use std::time::Duration;

use async_trait::async_trait;
use reqwest::Client;
use serde::Deserialize;
use tracing::{debug, instrument};

use super::error::GrammarError;
use super::types::{GrammarMatch, Locale, MatchContext};

/// Remote grammar checking backend.
#[async_trait]
pub trait GrammarService: Send + Sync {
    /// Checks `text` against one locale and returns every reported match.
    async fn check(&self, text: &str, locale: Locale) -> Result<Vec<GrammarMatch>, GrammarError>;
}

#[async_trait]
impl<T: GrammarService + ?Sized> GrammarService for std::sync::Arc<T> {
    async fn check(&self, text: &str, locale: Locale) -> Result<Vec<GrammarMatch>, GrammarError> {
        (**self).check(text, locale).await
    }
}

/// HTTP client for the LanguageTool `/v2/check` API.
#[derive(Debug, Clone)]
pub struct LanguageToolClient {
    client: Client,
    check_url: String,
}

const CHECK_PATH: &str = "/v2/check";

#[derive(Debug, Deserialize)]
struct CheckResponse {
    #[serde(default)]
    matches: Vec<WireMatch>,
}

#[derive(Debug, Deserialize)]
struct WireMatch {
    #[serde(default)]
    message: String,
    offset: usize,
    length: usize,
    #[serde(default)]
    replacements: Vec<WireReplacement>,
    #[serde(default)]
    context: WireContext,
}

#[derive(Debug, Deserialize)]
struct WireReplacement {
    value: String,
}

#[derive(Debug, Default, Deserialize)]
struct WireContext {
    #[serde(default)]
    text: String,
    #[serde(default)]
    offset: usize,
    #[serde(default)]
    length: usize,
}

impl WireMatch {
    /// Converts the UTF-16 offsets LanguageTool reports into character
    /// offsets. `text` is the text that was checked.
    fn into_match(self, text: &str) -> GrammarMatch {
        let (offset, length) = utf16_span_to_chars(text, self.offset, self.length);
        let (context_offset, context_length) =
            utf16_span_to_chars(&self.context.text, self.context.offset, self.context.length);

        GrammarMatch {
            message: self.message,
            offset,
            length,
            replacements: self.replacements.into_iter().map(|r| r.value).collect(),
            context: MatchContext {
                text: self.context.text,
                offset: context_offset,
                length: context_length,
            },
        }
    }
}

/// Character index of the UTF-16 position `units` in `text`, clamped to the
/// end of `text`.
fn utf16_to_char_index(text: &str, units: usize) -> usize {
    let mut consumed = 0;
    let mut index = 0;
    for c in text.chars() {
        if consumed >= units {
            return index;
        }
        consumed += c.len_utf16();
        index += 1;
    }
    index
}

/// `(offset, length)` in UTF-16 code units to the same span in characters.
pub fn utf16_span_to_chars(text: &str, offset: usize, length: usize) -> (usize, usize) {
    let start = utf16_to_char_index(text, offset);
    let end = utf16_to_char_index(text, offset.saturating_add(length));
    (start, end - start)
}

impl LanguageToolClient {
    /// Builds a client for `base_url` (e.g. `https://api.languagetool.org`).
    pub fn new(base_url: &str, timeout: Duration) -> Result<Self, GrammarError> {
        let client = Client::builder().timeout(timeout).build()?;
        Ok(Self {
            client,
            check_url: format!("{}{}", base_url.trim_end_matches('/'), CHECK_PATH),
        })
    }

    pub fn check_url(&self) -> &str {
        &self.check_url
    }

    /// Parses a raw `/v2/check` response body for the checked `text`.
    pub fn parse_response(body: &str, text: &str) -> Result<Vec<GrammarMatch>, GrammarError> {
        let parsed: CheckResponse =
            serde_json::from_str(body).map_err(|e| GrammarError::Decode {
                reason: e.to_string(),
            })?;
        Ok(parsed
            .matches
            .into_iter()
            .map(|m| m.into_match(text))
            .collect())
    }
}

#[async_trait]
impl GrammarService for LanguageToolClient {
    #[instrument(skip(self, text), fields(text_len = text.len()))]
    async fn check(&self, text: &str, locale: Locale) -> Result<Vec<GrammarMatch>, GrammarError> {
        let response = self
            .client
            .post(&self.check_url)
            .form(&[("text", text), ("language", locale.code())])
            .send()
            .await?;

        let status = response.status();
        let body = response.text().await?;

        if !status.is_success() {
            return Err(GrammarError::Status {
                status: status.as_u16(),
                body,
            });
        }

        let matches = Self::parse_response(&body, text)?;
        debug!(count = matches.len(), "LanguageTool matches received");
        Ok(matches)
    }
}
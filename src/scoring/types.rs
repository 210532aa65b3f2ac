use crate::constants::{
    ERROR_PENALTY, GRAMMAR_SCORE_CEILING, LENGTH_PENALTY, MIN_WORD_COUNT, RELEVANCE_SCALE,
};

#[derive(Debug, Clone, PartialEq)]
/// Point values used to turn analysis findings into scores.
pub struct ScoringRubric {
    /// Grammar score before deductions.
    pub grammar_ceiling: f64,
    /// Deduction per reported error.
    pub error_penalty: f64,
    /// Essays shorter than this (in words) lose [`Self::length_penalty`].
    pub min_word_count: usize,
    pub length_penalty: f64,
    /// Multiplier applied to the 0..=1 similarity.
    pub relevance_scale: f64,
}

impl Default for ScoringRubric {
    fn default() -> Self {
        Self {
            grammar_ceiling: GRAMMAR_SCORE_CEILING,
            error_penalty: ERROR_PENALTY,
            min_word_count: MIN_WORD_COUNT,
            length_penalty: LENGTH_PENALTY,
            relevance_scale: RELEVANCE_SCALE,
        }
    }
}

#[derive(Debug, Clone, Copy, PartialEq)]
/// The three scores reported for an essay.
pub struct EssayScores {
    /// `0.0..=grammar_ceiling`.
    pub grammar_score: f64,
    /// `0.0..=relevance_scale`, two decimals.
    pub relevance_score: f64,
    /// Grammar plus relevance, minus the length penalty. May be negative.
    pub total_score: f64,
}

impl std::fmt::Display for EssayScores {
    fn fmt(&self, f: &mut std::fmt::Formatter<'_>) -> std::fmt::Result {
        write!(
            f,
            "grammar {:.2} + relevance {:.2} => total {:.2}",
            self.grammar_score, self.relevance_score, self.total_score
        )
    }
}
//! Essay grader library crate (used by the server binary and integration tests).
//!
//! # Public API Surface
//!
//! ## Analysis
//! - [`EssayAnalyzer`] - runs every stage and assembles an [`AnalysisResult`]
//! - [`GrammarChecker`], [`LanguageToolClient`] - two-locale grammar check
//! - [`RedundancyDetector`] - redundant-phrase patterns
//! - [`TopicExtractor`] - single-topic LDA keywords
//! - [`EssayScorer`], [`DocumentEmbedder`] - grammar, relevance and total scores
//!
//! ## Serving
//! - [`Config`], [`ConfigError`] - server configuration
//! - [`gateway`] - Axum router, handlers and error mapping
//!
//! ## Test/Mock Support
//! Mock implementations are available behind `#[cfg(any(test, feature = "mock"))]`.

pub mod analysis;
pub mod config;
pub mod constants;
pub mod embedding;
pub mod gateway;
pub mod grammar;
pub mod redundancy;
pub mod report;
pub mod scoring;
pub mod topics;

pub use analysis::{AnalysisError, EssayAnalyzer};
pub use config::{Config, ConfigError};
pub use embedding::{DocumentEmbedder, EmbedderConfig, EmbeddingError};
#[cfg(any(test, feature = "mock"))]
pub use grammar::MockGrammarService;
pub use grammar::{GrammarChecker, GrammarError, GrammarService, LanguageToolClient, Locale};
pub use redundancy::RedundancyDetector;
pub use report::{AnalysisResult, ErrorRecord, TopicTerm};
pub use scoring::{EssayScorer, EssayScores, ScoringError, ScoringRubric};
pub use topics::{TopicError, TopicExtractor};
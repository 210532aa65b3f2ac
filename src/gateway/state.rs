use std::sync::Arc;

use crate::analysis::EssayAnalyzer;
use crate::grammar::GrammarService;

#[derive(Debug)]
pub struct HandlerState<G: GrammarService + 'static> {
    pub analyzer: Arc<EssayAnalyzer<G>>,
}

impl<G: GrammarService + 'static> Clone for HandlerState<G> {
    fn clone(&self) -> Self {
        Self {
            analyzer: Arc::clone(&self.analyzer),
        }
    }
}

impl<G: GrammarService + 'static> HandlerState<G> {
    pub fn new(analyzer: EssayAnalyzer<G>) -> Self {
        Self {
            analyzer: Arc::new(analyzer),
        }
    }
}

※

◆ Your goal:
Please find how many lines in the records hold "EssayScores", then give that number with nothing else.

◆ Task solution:
3